WORK ORDER:
Print every line below without adding or leaving out a single word.

Saved entries
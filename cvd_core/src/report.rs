//! Patient report rendering.
//!
//! A report pairs a finished [`RiskAssessment`] with the patient's identity and
//! can be rendered as plain text or JSON and written to a report directory.

use crate::{Error, Result, RiskAssessment, Sex};
use chrono::{DateTime, Utc};
use serde::{Deserialize, Serialize};
use std::fmt::Write as _;
use std::io::Write;
use std::path::{Path, PathBuf};
use std::str::FromStr;
use tempfile::NamedTempFile;
use uuid::Uuid;

pub const REPORT_TITLE: &str = "PRIME CVD Risk Assessment";

/// Identity fields printed on the report
#[derive(Clone, Debug, Serialize, Deserialize, PartialEq)]
pub struct PatientIdentity {
    pub name: String,
    pub age: u32,
    pub sex: Sex,
}

/// Output format for a written report
#[derive(Clone, Copy, Debug, PartialEq, Eq)]
pub enum ReportFormat {
    Text,
    Json,
}

impl ReportFormat {
    pub fn extension(self) -> &'static str {
        match self {
            ReportFormat::Text => "txt",
            ReportFormat::Json => "json",
        }
    }
}

impl FromStr for ReportFormat {
    type Err = String;

    fn from_str(s: &str) -> std::result::Result<Self, Self::Err> {
        match s.to_lowercase().as_str() {
            "text" | "txt" => Ok(ReportFormat::Text),
            "json" => Ok(ReportFormat::Json),
            other => Err(format!("Unknown report format '{}' (expected text or json)", other)),
        }
    }
}

/// A rendered-ready patient report
#[derive(Clone, Debug, Serialize, Deserialize)]
pub struct Report {
    pub report_id: Uuid,
    pub generated_at: DateTime<Utc>,
    pub patient: PatientIdentity,
    /// LDL-C before treatment, mmol/L
    pub current_ldl: f64,
    pub assessment: RiskAssessment,
}

impl Report {
    /// Build a report; the patient name must not be blank
    pub fn new(patient: PatientIdentity, current_ldl: f64, assessment: RiskAssessment) -> Result<Self> {
        if patient.name.trim().is_empty() {
            return Err(Error::Report("patient name is required".into()));
        }

        Ok(Self {
            report_id: Uuid::new_v4(),
            generated_at: Utc::now(),
            patient,
            current_ldl,
            assessment,
        })
    }

    /// Plain-text document
    pub fn render_text(&self) -> String {
        let a = &self.assessment;
        let mut out = String::new();

        // Writing into a String cannot fail
        let _ = writeln!(out, "{}", REPORT_TITLE);
        let _ = writeln!(out, "{}", "=".repeat(REPORT_TITLE.len()));
        let _ = writeln!(
            out,
            "Generated: {}  (report {})",
            self.generated_at.format("%Y-%m-%d %H:%M UTC"),
            self.report_id
        );
        let _ = writeln!(out);
        let _ = writeln!(
            out,
            "Patient: {}, Age: {}, Sex: {}",
            self.patient.name.trim(),
            self.patient.age,
            self.patient.sex
        );
        let _ = writeln!(out, "Baseline Risk: {:.1}%", a.baseline_risk_percent);
        let _ = writeln!(out, "Final Risk: {:.1}%", a.final_risk_percent);
        let _ = writeln!(out, "Absolute Risk Reduction: {:.1}%", a.absolute_risk_reduction);
        let _ = writeln!(out, "Current LDL: {:.1} mmol/L", self.current_ldl);
        let _ = writeln!(out, "Target LDL: {:.1} mmol/L", a.target_ldl);
        let _ = writeln!(
            out,
            "Projected LDL: {:.1} mmol/L ({:.1}% reduction{})",
            a.projected_ldl,
            a.total_ldl_reduction_percent,
            if a.uncapped_ldl_reduction_percent > a.total_ldl_reduction_percent {
                ", capped"
            } else {
                ""
            }
        );
        let _ = writeln!(
            out,
            "LDL Target: {}",
            if a.target_met { "achieved" } else { "not achieved" }
        );
        let _ = writeln!(out);
        let _ = writeln!(out, "Recommendations: {}", a.recommendation);

        out
    }

    pub fn to_json(&self) -> Result<String> {
        Ok(serde_json::to_string_pretty(self)?)
    }

    /// Write the report into `dir` as `<Name>_CVD_Report.<ext>`
    ///
    /// The file is written to a temp file in the same directory and renamed
    /// into place. Returns the final path.
    pub fn write_to_dir(&self, dir: &Path, format: ReportFormat) -> Result<PathBuf> {
        std::fs::create_dir_all(dir)?;

        let path = dir.join(format!(
            "{}.{}",
            file_stem(&self.patient.name),
            format.extension()
        ));

        let contents = match format {
            ReportFormat::Text => self.render_text(),
            ReportFormat::Json => self.to_json()?,
        };

        let mut temp = NamedTempFile::new_in(dir)?;
        temp.write_all(contents.as_bytes())?;
        temp.as_file().sync_all()?;
        temp.persist(&path).map_err(|e| Error::Io(e.error))?;

        tracing::info!("Wrote report {} to {:?}", self.report_id, path);
        Ok(path)
    }
}

/// File stem for a patient's report: spaces become underscores
pub fn file_stem(patient_name: &str) -> String {
    let safe: String = patient_name
        .trim()
        .chars()
        .map(|c| match c {
            ' ' => '_',
            '/' | '\\' | ':' => '-',
            other => other,
        })
        .collect();
    format!("{}_CVD_Report", safe)
}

TASK RESPONSE:
filename cvd_core/src/report.rs
//! Patient report rendering.
//!
//! A report pairs a finished [`RiskAssessment`] with the patient's identity and
//! can be rendered as plain text or JSON and written to a report directory.

use crate::{Error, Result, RiskAssessment, Sex};
use chrono::{DateTime, Utc};
use serde::{Deserialize, Serialize};
use std::fmt::Write as _;
use std::io::Write;
use std::path::{Path, PathBuf};
use std::str::FromStr;
use tempfile::NamedTempFile;
use uuid::Uuid;

pub const REPORT_TITLE: &str = "PRIME CVD Risk Assessment";

/// Identity fields printed on the report
#[derive(Clone, Debug, Serialize, Deserialize, PartialEq)]
pub struct PatientIdentity {
    pub name: String,
    pub age: u32,
    pub sex: Sex,
}

/// Output format for a written report
#[derive(Clone, Copy, Debug, PartialEq, Eq)]
pub enum ReportFormat {
    Text,
    Json,
}

impl ReportFormat {
    pub fn extension(self) -> &'static str {
        match self {
            ReportFormat::Text => "txt",
            ReportFormat::Json => "json",
        }
    }
}

impl FromStr for ReportFormat {
    type Err = String;

    fn from_str(s: &str) -> std::result::Result<Self, Self::Err> {
        match s.to_lowercase().as_str() {
            "text" | "txt" => Ok(ReportFormat::Text),
            "json" => Ok(ReportFormat::Json),
            other => Err(format!("Unknown report format '{}' (expected text or json)", other)),
        }
    }
}

/// A rendered-ready patient report
#[derive(Clone, Debug, Serialize, Deserialize)]
pub struct Report {
    pub report_id: Uuid,
    pub generated_at: DateTime<Utc>,
    pub patient: PatientIdentity,
    /// LDL-C before treatment, mmol/L
    pub current_ldl: f64,
    pub assessment: RiskAssessment,
}

impl Report {
    /// Build a report; the patient name must not be blank
    pub fn new(patient: PatientIdentity, current_ldl: f64, assessment: RiskAssessment) -> Result<Self> {
        if patient.name.trim().is_empty() {
            return Err(Error::Report("patient name is required".into()));
        }

        Ok(Self {
            report_id: Uuid::new_v4(),
            generated_at: Utc::now(),
            patient,
            current_ldl,
            assessment,
        })
    }

    /// Plain-text document
    pub fn render_text(&self) -> String {
        let a = &self.assessment;
        let mut out = String::new();

        // Writing into a String cannot fail
        let _ = writeln!(out, "{}", REPORT_TITLE);
        let _ = writeln!(out, "{}", "=".repeat(REPORT_TITLE.len()));
        let _ = writeln!(
            out,
            "Generated: {}  (report {})",
            self.generated_at.format("%Y-%m-%d %H:%M UTC"),
            self.report_id
        );
        let _ = writeln!(out);
        let _ = writeln!(
            out,
            "Patient: {}, Age: {}, Sex: {}",
            self.patient.name.trim(),
            self.patient.age,
            self.patient.sex
        );
        let _ = writeln!(out, "Baseline Risk: {:.1}%", a.baseline_risk_percent);
        let _ = writeln!(out, "Final Risk: {:.1}%", a.final_risk_percent);
        let _ = writeln!(out, "Absolute Risk Reduction: {:.1}%", a.absolute_risk_reduction);
        let _ = writeln!(out, "Current LDL: {:.1} mmol/L", self.current_ldl);
        let _ = writeln!(out, "Target LDL: {:.1} mmol/L", a.target_ldl);
        let _ = writeln!(
            out,
            "Projected LDL: {:.1} mmol/L ({:.1}% reduction{})",
            a.projected_ldl,
            a.total_ldl_reduction_percent,
            if a.uncapped_ldl_reduction_percent > a.total_ldl_reduction_percent {
                ", capped"
            } else {
                ""
            }
        );
        let _ = writeln!(
            out,
            "LDL Target: {}",
            if a.target_met { "achieved" } else { "not achieved" }
        );
        let _ = writeln!(out);
        let _ = writeln!(out, "Recommendations: {}", a.recommendation);

        out
    }

    pub fn to_json(&self) -> Result<String> {
        Ok(serde_json::to_string_pretty(self)?)
    }

    /// Write the report into `dir` as `<Name>_CVD_Report.<ext>`
    ///
    /// The file is written to a temp file in the same directory and renamed
    /// into place. Returns the final path.
    pub fn write_to_dir(&self, dir: &Path, format: ReportFormat) -> Result<PathBuf> {
        std::fs::create_dir_all(dir)?;

        let path = dir.join(format!(
            "{}.{}",
            file_stem(&self.patient.name),
            format.extension()
        ));

        let contents = match format {
            ReportFormat::Text => self.render_text(),
            ReportFormat::Json => self.to_json()?,
        };

        let mut temp = NamedTempFile::new_in(dir)?;
        temp.write_all(contents.as_bytes())?;
        temp.as_file().sync_all()?;
        temp.persist(&path).map_err(|e| Error::Io(e.error))?;

        tracing::info!("Wrote report {} to {:?}", self.report_id, path);
        Ok(path)
    }
}

/// File stem for a patient's report: spaces become underscores
pub fn file_stem(patient_name: &str) -> String {
    let safe: String = patient_name
        .trim()
        .chars()
        .map(|c| match c {
            ' ' => '_',
            '/' | '\\' | ':' => '-',
            other => other,
        })
        .collect();
    format!("{}_CVD_Report", safe)
}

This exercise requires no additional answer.